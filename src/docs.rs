//! Markdown volumes as a stage runner.
//!
//! Each `.md` file under a volume directory is a page:
//!
//! - `prepare`: read the file and split off its front matter
//! - `parse`: render Markdown, collect headings and links to other pages
//! - `resolve`: check every page link and bring its target to `parse`
//! - `finalize` (whole volume): number pages and build the navigation
//! - `render`: fill the page template and write `<output>/<page>.html`

mod document;
mod markdown;
mod paths;
mod render;
mod source;

use std::collections::HashMap;
use std::collections::hash_map::Entry;
use std::path::{Path, PathBuf};

use anyhow::Context;
use async_trait::async_trait;
use pulldown_cmark::Options;
use serde::{Deserialize, Serialize};

use crate::config::Config;
use crate::engine::{
    Collection, CollectionId, Issue, PageId, Project, ProjectError, Stage, StageContext,
    StageError, StageOutput, StageRunner,
};
use crate::util::title_case;

pub use document::{FrontMatter, FrontMatterError, SourceDocument, parse_front_matter};
pub use markdown::{LinkRef, MarkdownError, MarkdownOutput, markdown_options, render_markdown};
pub use paths::{output_path, page_id, relative_url, resolve_link};
pub use render::{NavLink, PageContext, RenderError, Renderer, TocEntry};
pub use source::{SourceError, Volume};

use render::{PageInfo, ProjectContext, VolumeContext};

#[derive(thiserror::Error, Debug)]
pub enum DocsError {
    #[error(transparent)]
    Source(#[from] SourceError),

    #[error(transparent)]
    Markdown(#[from] MarkdownError),

    #[error(transparent)]
    Render(#[from] RenderError),

    #[error(transparent)]
    Project(#[from] ProjectError),
}

// =============================================================================
// Payloads
// =============================================================================

/// What a page carries out of each stage.
#[derive(Debug, Clone, PartialEq, Serialize, Deserialize)]
pub enum PageData {
    Prepared(SourceDocument),
    Parsed(ParsedPage),
    Resolved(Vec<PageLink>),
    Rendered(PathBuf),
}

#[derive(Debug, Clone, PartialEq, Serialize, Deserialize)]
pub struct ParsedPage {
    pub title: String,
    pub description: Option<String>,
    pub hidden: bool,
    pub html: String,
    pub toc: Vec<TocEntry>,
    /// Links to other pages; lines are relative to the source file
    pub links: Vec<LinkRef>,
    pub extra: HashMap<String, serde_json::Value>,
}

/// A link checked during `resolve`.
#[derive(Debug, Clone, PartialEq, Serialize, Deserialize)]
pub struct PageLink {
    pub href: String,
    pub target: PageId,
    pub title: String,
}

/// The numbered table of contents of a volume.
#[derive(Debug, Clone, PartialEq, Serialize, Deserialize)]
pub struct VolumeIndex {
    pub title: String,
    pub entries: Vec<IndexEntry>,
}

#[derive(Debug, Clone, PartialEq, Serialize, Deserialize)]
pub struct IndexEntry {
    pub page: PageId,
    pub title: String,
    /// `None` for hidden pages
    pub number: Option<u32>,
}

// =============================================================================
// Runner
// =============================================================================

pub struct DocsRunner {
    project_name: String,
    output_dir: PathBuf,
    options: Options,
    renderer: Renderer,
    volumes: HashMap<CollectionId, Volume>,
}

impl DocsRunner {
    /// Discover every configured volume and build the runner together with
    /// the project it runs over. Relative paths resolve against `base_path`.
    pub fn load(config: &Config, base_path: &Path) -> Result<(Self, Project), DocsError> {
        let options = markdown_options(&config.markdown)?;
        let template = config
            .project
            .template
            .as_ref()
            .map(|template| base_path.join(template));
        let renderer = Renderer::new(template.as_deref())?;

        let mut volumes = HashMap::new();
        let mut collections = Vec::new();
        for volume_config in &config.volumes {
            let volume = Volume::discover(volume_config.clone(), base_path)?;
            let id = CollectionId::new(volume.name());
            tracing::debug!(volume = %id, pages = volume.pages.len(), "discovered volume");

            collections.push(Collection::new(
                id.clone(),
                volume.page_ids(),
                config.volume_fingerprint(volume_config),
            ));
            volumes.insert(id, volume);
        }
        let project = Project::new(collections)?;

        let runner = Self {
            project_name: config.project.name.clone(),
            output_dir: base_path.join(&config.project.output),
            options,
            renderer,
            volumes,
        };
        Ok((runner, project))
    }

    pub fn output_dir(&self) -> &Path {
        &self.output_dir
    }

    fn locate(&self, page: &PageId) -> Result<(&Volume, PathBuf), StageError> {
        let (name, relative) = paths::split_page_id(page)
            .ok_or_else(|| anyhow::anyhow!("malformed page id '{page}'"))?;
        let volume = self
            .volumes
            .get(&CollectionId::new(name))
            .ok_or_else(|| anyhow::anyhow!("page '{page}' belongs to no volume"))?;
        Ok((volume, volume.source_path(relative)))
    }

    async fn read_source(&self, page: &PageId) -> Result<Vec<u8>, StageError> {
        let (_, path) = self.locate(page)?;
        let bytes = tokio::fs::read(&path)
            .await
            .with_context(|| format!("reading {}", path.display()))?;
        Ok(bytes)
    }

    async fn prepare(&self, page: &PageId) -> Result<StageOutput<PageData>, StageError> {
        let bytes = self.read_source(page).await?;
        let source = String::from_utf8(bytes).with_context(|| format!("'{page}' is not UTF-8"))?;

        match parse_front_matter(&source) {
            Ok(document) => Ok(StageOutput::ok(PageData::Prepared(document))),
            Err(error) => {
                let mut issue = Issue::new("front-matter", error.to_string()).with_page(page.clone());
                if let Some(line) = error.line {
                    issue = issue.with_line(line);
                }
                Ok(StageOutput::with_issues(
                    PageData::Prepared(SourceDocument::plain(&source)),
                    vec![issue],
                ))
            }
        }
    }

    fn parse(&self, page: &PageId, ctx: &StageContext<Self>) -> Result<StageOutput<PageData>, StageError> {
        let document = match ctx.page_payload(page, Stage::Prepare) {
            Some(PageData::Prepared(document)) => document,
            _ => return Err(missing_payload(page, Stage::Prepare)),
        };
        let output = render_markdown(&document.body, self.options);

        let front_matter = document.front_matter;
        let title = front_matter
            .title
            .or_else(|| output.toc.first().map(|entry| entry.text.clone()))
            .unwrap_or_else(|| file_title(page));
        let links = output
            .links
            .into_iter()
            .map(|link| LinkRef {
                line: link.line + document.body_line - 1,
                ..link
            })
            .collect();

        Ok(StageOutput::ok(PageData::Parsed(ParsedPage {
            title,
            description: front_matter.description,
            hidden: front_matter.hidden,
            html: output.html,
            toc: output.toc,
            links,
            extra: front_matter.extra,
        })))
    }

    async fn resolve(
        &self,
        page: &PageId,
        ctx: &StageContext<Self>,
    ) -> Result<StageOutput<PageData>, StageError> {
        let parsed = parsed_page(ctx, page)?;

        let mut links = Vec::new();
        let mut issues = Vec::new();
        for link in &parsed.links {
            let target = resolve_link(page, &link.href).filter(|target| ctx.project().contains(target));
            let Some(target) = target else {
                issues.push(
                    Issue::new(
                        "broken-link",
                        format!("link to '{}' does not match any page", link.href),
                    )
                    .with_page(page.clone())
                    .with_line(link.line),
                );
                continue;
            };

            if target != *page {
                ctx.require(&target, Stage::Parse).await?;
            }
            let title = parsed_page(ctx, &target)?.title;
            links.push(PageLink {
                href: link.href.clone(),
                target,
                title,
            });
        }

        Ok(StageOutput::with_issues(PageData::Resolved(links), issues))
    }

    fn finalize(
        &self,
        collection: &Collection,
        ctx: &StageContext<Self>,
    ) -> Result<StageOutput<VolumeIndex>, StageError> {
        let volume = self
            .volumes
            .get(collection.id())
            .ok_or_else(|| anyhow::anyhow!("no volume named '{}'", collection.id()))?;

        let mut entries = Vec::new();
        let mut issues = Vec::new();
        let mut outputs: HashMap<String, &PageId> = HashMap::new();
        let mut number = 0;

        for page in collection.pages() {
            let parsed = parsed_page(ctx, page)?;

            match outputs.entry(paths::html_path(page)) {
                Entry::Occupied(first) => issues.push(
                    Issue::new(
                        "duplicate-output",
                        format!("'{page}' and '{}' both render to {}", first.get(), first.key()),
                    )
                    .with_page(page.clone()),
                ),
                Entry::Vacant(slot) => {
                    slot.insert(page);
                }
            }

            let page_number = (!parsed.hidden).then(|| {
                number += 1;
                number
            });
            entries.push(IndexEntry {
                page: page.clone(),
                title: parsed.title,
                number: page_number,
            });
        }

        Ok(StageOutput::with_issues(
            VolumeIndex {
                title: volume.config.title(),
                entries,
            },
            issues,
        ))
    }

    async fn render(
        &self,
        page: &PageId,
        ctx: &StageContext<Self>,
    ) -> Result<StageOutput<PageData>, StageError> {
        let parsed = parsed_page(ctx, page)?;
        let (volume, _) = self.locate(page)?;
        let volume_id = CollectionId::new(volume.name());
        let index = ctx
            .collection_payload(&volume_id)
            .ok_or_else(|| anyhow::anyhow!("volume '{volume_id}' has no index"))?;

        let nav: Vec<NavLink> = index
            .entries
            .iter()
            .filter_map(|entry| {
                Some(NavLink {
                    title: entry.title.clone(),
                    url: relative_url(page, &entry.page),
                    number: entry.number?,
                    current: entry.page == *page,
                })
            })
            .collect();
        let position = nav.iter().position(|link| link.current);
        let prev = position
            .and_then(|i| i.checked_sub(1))
            .and_then(|i| nav.get(i))
            .cloned();
        let next = position.and_then(|i| nav.get(i + 1)).cloned();
        let number = index
            .entries
            .iter()
            .find(|entry| entry.page == *page)
            .and_then(|entry| entry.number);

        let context = PageContext {
            project: ProjectContext {
                name: self.project_name.clone(),
            },
            volume: VolumeContext {
                name: volume.name().to_string(),
                title: index.title.clone(),
            },
            page: PageInfo {
                title: parsed.title,
                description: parsed.description,
                number,
                extra: parsed.extra,
            },
            content: parsed.html,
            nav,
            toc: parsed.toc,
            prev,
            next,
        };
        let html = self
            .renderer
            .render_page(&context)
            .with_context(|| format!("rendering '{page}'"))?;

        let output = output_path(&self.output_dir, page);
        if let Some(parent) = output.parent() {
            tokio::fs::create_dir_all(parent)
                .await
                .with_context(|| format!("creating {}", parent.display()))?;
        }
        tokio::fs::write(&output, html)
            .await
            .with_context(|| format!("writing {}", output.display()))?;
        tracing::debug!(%page, output = %output.display(), "wrote page");

        Ok(StageOutput::ok(PageData::Rendered(output)))
    }
}

#[async_trait]
impl StageRunner for DocsRunner {
    type PagePayload = PageData;
    type CollectionPayload = VolumeIndex;

    async fn run_page_stage(
        &self,
        stage: Stage,
        page: &PageId,
        ctx: &StageContext<Self>,
    ) -> Result<StageOutput<PageData>, StageError> {
        match stage {
            Stage::Prepare => self.prepare(page).await,
            Stage::Parse => self.parse(page, ctx),
            Stage::Resolve => self.resolve(page, ctx).await,
            Stage::Render => self.render(page, ctx).await,
            other => Err(anyhow::anyhow!("{other} is not a page stage").into()),
        }
    }

    async fn run_collection_stage(
        &self,
        stage: Stage,
        collection: &Collection,
        ctx: &StageContext<Self>,
    ) -> Result<StageOutput<VolumeIndex>, StageError> {
        match stage {
            Stage::Finalize => self.finalize(collection, ctx),
            other => Err(anyhow::anyhow!("{other} is not a volume stage").into()),
        }
    }

    async fn cache_inputs(
        &self,
        stage: Stage,
        page: &PageId,
        ctx: &StageContext<Self>,
    ) -> Option<Vec<Vec<u8>>> {
        let source = self.read_source(page).await.ok()?;
        match stage {
            Stage::Prepare | Stage::Parse => Some(vec![source]),
            Stage::Resolve => {
                let parsed = parsed_page(ctx, page).ok()?;
                let mut inputs = vec![source, page_list(ctx)];
                for link in &parsed.links {
                    if let Some(target) = resolve_link(page, &link.href)
                        && ctx.project().contains(&target)
                    {
                        inputs.push(self.read_source(&target).await.ok()?);
                    }
                }
                Some(inputs)
            }
            _ => None,
        }
    }
}

fn parsed_page(ctx: &StageContext<DocsRunner>, page: &PageId) -> Result<ParsedPage, StageError> {
    match ctx.page_payload(page, Stage::Parse) {
        Some(PageData::Parsed(parsed)) => Ok(parsed),
        _ => Err(missing_payload(page, Stage::Parse)),
    }
}

fn missing_payload(page: &PageId, stage: Stage) -> StageError {
    anyhow::anyhow!("no {stage} output for '{page}'").into()
}

/// Every page id of the project, one per line.
fn page_list(ctx: &StageContext<DocsRunner>) -> Vec<u8> {
    ctx.project()
        .pages()
        .map(PageId::as_str)
        .collect::<Vec<_>>()
        .join("\n")
        .into_bytes()
}

fn file_title(page: &PageId) -> String {
    Path::new(page.as_str())
        .file_stem()
        .and_then(|s| s.to_str())
        .map(title_case)
        .unwrap_or_else(|| "Untitled".to_string())
}

#[cfg(test)]
mod tests;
_ _ _ _
WHAT YOU SHOULD DO — Repeat exactly the lines of the data from the first one through the line with "mod source;", both of them included.

OUTPUT FOR THIS EXERCISE —
filename src/docs.rs
//! Markdown volumes as a stage runner.
//!
//! Each `.md` file under a volume directory is a page:
//!
//! - `prepare`: read the file and split off its front matter
//! - `parse`: render Markdown, collect headings and links to other pages
//! - `resolve`: check every page link and bring its target to `parse`
//! - `finalize` (whole volume): number pages and build the navigation
//! - `render`: fill the page template and write `<output>/<page>.html`

mod document;
mod markdown;
mod paths;
mod render;
mod source;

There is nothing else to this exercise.